* _Work request_
From the records below, copy each line that has the word "itself" in it.

[Saved data entries]
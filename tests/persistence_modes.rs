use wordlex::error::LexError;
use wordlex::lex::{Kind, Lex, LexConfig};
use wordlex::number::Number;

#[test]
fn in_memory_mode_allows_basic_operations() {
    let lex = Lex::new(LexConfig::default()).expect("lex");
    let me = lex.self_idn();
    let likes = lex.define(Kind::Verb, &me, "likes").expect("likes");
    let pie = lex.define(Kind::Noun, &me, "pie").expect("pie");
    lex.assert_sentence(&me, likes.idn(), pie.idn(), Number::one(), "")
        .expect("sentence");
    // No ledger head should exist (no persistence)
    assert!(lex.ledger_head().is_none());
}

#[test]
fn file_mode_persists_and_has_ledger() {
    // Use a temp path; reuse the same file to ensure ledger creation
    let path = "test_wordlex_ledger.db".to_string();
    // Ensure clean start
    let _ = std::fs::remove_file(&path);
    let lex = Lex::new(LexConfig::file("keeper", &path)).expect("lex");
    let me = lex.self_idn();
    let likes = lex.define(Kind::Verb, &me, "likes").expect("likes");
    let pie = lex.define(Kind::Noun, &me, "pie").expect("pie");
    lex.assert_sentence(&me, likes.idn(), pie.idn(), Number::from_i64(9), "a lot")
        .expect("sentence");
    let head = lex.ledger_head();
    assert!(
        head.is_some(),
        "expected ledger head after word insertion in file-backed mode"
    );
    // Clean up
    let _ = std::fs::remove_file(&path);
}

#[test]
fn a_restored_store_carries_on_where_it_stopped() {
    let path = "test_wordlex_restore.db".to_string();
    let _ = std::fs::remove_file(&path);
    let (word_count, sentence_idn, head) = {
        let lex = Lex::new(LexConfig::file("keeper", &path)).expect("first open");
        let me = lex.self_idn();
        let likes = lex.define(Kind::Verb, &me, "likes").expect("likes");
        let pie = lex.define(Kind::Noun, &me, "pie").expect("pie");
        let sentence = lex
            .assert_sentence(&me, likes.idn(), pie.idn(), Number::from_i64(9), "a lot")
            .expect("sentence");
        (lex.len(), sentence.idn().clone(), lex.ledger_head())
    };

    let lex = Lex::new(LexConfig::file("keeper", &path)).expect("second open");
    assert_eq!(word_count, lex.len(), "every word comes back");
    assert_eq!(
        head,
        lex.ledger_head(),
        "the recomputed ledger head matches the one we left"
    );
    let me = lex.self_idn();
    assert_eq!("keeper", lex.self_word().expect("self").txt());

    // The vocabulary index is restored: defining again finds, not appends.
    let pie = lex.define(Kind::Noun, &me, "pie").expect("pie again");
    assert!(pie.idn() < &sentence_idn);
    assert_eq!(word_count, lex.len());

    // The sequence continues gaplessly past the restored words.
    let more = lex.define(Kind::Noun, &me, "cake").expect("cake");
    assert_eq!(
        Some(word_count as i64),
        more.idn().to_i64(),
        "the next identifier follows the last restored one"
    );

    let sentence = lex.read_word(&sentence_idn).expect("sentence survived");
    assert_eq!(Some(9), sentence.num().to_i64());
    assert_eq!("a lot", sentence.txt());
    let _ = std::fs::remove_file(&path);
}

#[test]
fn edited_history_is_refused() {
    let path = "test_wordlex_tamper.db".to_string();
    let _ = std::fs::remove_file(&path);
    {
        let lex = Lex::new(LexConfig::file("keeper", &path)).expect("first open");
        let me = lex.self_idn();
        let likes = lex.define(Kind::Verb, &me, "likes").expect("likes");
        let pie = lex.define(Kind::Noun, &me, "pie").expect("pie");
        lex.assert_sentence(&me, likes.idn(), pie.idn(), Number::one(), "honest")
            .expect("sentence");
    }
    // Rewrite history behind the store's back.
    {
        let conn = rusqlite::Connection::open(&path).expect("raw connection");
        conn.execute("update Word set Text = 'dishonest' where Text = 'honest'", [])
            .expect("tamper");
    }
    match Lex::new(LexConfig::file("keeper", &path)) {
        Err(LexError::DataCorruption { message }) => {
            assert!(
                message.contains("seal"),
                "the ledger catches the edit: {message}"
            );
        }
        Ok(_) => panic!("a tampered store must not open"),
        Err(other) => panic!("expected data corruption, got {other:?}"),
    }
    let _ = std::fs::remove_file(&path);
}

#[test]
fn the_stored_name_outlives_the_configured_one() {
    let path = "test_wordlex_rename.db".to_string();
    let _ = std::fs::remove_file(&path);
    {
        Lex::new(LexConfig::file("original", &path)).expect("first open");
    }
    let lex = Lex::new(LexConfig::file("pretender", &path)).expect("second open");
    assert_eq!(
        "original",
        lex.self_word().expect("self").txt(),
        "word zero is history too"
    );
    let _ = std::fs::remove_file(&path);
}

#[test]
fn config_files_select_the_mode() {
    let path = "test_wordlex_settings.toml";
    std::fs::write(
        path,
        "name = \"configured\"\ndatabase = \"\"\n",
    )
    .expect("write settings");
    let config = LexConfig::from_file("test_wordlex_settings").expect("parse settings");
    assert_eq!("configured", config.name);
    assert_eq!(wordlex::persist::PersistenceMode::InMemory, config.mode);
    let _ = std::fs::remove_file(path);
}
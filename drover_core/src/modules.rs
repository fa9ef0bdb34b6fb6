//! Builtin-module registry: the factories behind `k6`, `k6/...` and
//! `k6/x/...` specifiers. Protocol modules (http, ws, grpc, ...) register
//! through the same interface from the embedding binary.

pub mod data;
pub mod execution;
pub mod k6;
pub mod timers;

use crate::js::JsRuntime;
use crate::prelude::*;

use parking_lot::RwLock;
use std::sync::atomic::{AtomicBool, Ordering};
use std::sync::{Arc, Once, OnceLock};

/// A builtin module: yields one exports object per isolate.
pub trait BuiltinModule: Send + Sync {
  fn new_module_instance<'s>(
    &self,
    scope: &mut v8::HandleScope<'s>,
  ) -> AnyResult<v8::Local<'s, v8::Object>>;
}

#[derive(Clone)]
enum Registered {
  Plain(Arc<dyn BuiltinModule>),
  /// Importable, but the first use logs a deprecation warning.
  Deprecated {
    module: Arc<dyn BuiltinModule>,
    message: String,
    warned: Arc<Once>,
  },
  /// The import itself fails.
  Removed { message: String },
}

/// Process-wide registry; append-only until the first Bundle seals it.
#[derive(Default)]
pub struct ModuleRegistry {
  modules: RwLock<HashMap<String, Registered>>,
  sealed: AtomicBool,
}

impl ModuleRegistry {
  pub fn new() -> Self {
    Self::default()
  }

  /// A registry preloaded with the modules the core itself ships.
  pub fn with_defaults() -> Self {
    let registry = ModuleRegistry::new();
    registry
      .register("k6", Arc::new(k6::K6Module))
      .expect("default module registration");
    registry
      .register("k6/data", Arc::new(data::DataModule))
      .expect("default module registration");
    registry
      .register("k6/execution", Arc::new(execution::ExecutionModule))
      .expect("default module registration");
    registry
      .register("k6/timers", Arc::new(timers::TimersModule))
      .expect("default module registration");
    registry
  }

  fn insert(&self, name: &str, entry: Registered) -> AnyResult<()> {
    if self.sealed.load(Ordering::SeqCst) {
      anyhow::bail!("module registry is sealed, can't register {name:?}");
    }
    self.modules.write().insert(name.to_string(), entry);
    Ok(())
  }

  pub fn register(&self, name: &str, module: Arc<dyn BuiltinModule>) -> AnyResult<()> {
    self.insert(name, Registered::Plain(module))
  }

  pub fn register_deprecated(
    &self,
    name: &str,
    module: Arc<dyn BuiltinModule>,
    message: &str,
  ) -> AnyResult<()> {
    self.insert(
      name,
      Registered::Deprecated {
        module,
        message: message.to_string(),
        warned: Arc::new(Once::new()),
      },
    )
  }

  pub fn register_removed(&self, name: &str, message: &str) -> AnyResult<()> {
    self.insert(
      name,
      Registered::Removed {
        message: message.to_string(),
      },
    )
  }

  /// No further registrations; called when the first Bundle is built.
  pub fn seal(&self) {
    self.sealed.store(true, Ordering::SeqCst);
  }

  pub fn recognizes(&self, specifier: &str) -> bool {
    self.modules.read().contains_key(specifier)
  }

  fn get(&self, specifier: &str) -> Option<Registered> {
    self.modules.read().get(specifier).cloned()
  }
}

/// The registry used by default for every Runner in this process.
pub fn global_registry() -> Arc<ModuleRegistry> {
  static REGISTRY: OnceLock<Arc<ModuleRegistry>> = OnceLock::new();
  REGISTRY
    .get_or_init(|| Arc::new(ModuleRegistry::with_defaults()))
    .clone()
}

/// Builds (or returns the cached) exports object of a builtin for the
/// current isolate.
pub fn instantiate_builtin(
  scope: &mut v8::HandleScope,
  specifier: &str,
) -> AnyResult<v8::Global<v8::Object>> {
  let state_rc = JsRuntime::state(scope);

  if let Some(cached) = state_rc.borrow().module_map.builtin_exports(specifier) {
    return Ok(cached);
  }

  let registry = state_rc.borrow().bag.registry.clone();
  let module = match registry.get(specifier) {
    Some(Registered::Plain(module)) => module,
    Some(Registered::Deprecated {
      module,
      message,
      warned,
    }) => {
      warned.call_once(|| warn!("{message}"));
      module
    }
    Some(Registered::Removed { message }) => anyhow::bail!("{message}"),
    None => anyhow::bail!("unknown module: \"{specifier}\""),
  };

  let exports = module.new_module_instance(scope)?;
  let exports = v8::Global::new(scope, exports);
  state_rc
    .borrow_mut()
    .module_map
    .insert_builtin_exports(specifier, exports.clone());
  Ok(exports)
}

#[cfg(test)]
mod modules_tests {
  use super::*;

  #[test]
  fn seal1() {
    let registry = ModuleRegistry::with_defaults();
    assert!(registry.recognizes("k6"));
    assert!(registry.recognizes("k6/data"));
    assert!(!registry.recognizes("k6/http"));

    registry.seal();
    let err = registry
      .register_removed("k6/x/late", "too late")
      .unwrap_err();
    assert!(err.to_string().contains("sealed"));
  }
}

* _Exercise output_
  /// The import itself fails.
  /// A registry preloaded with the modules the core itself ships.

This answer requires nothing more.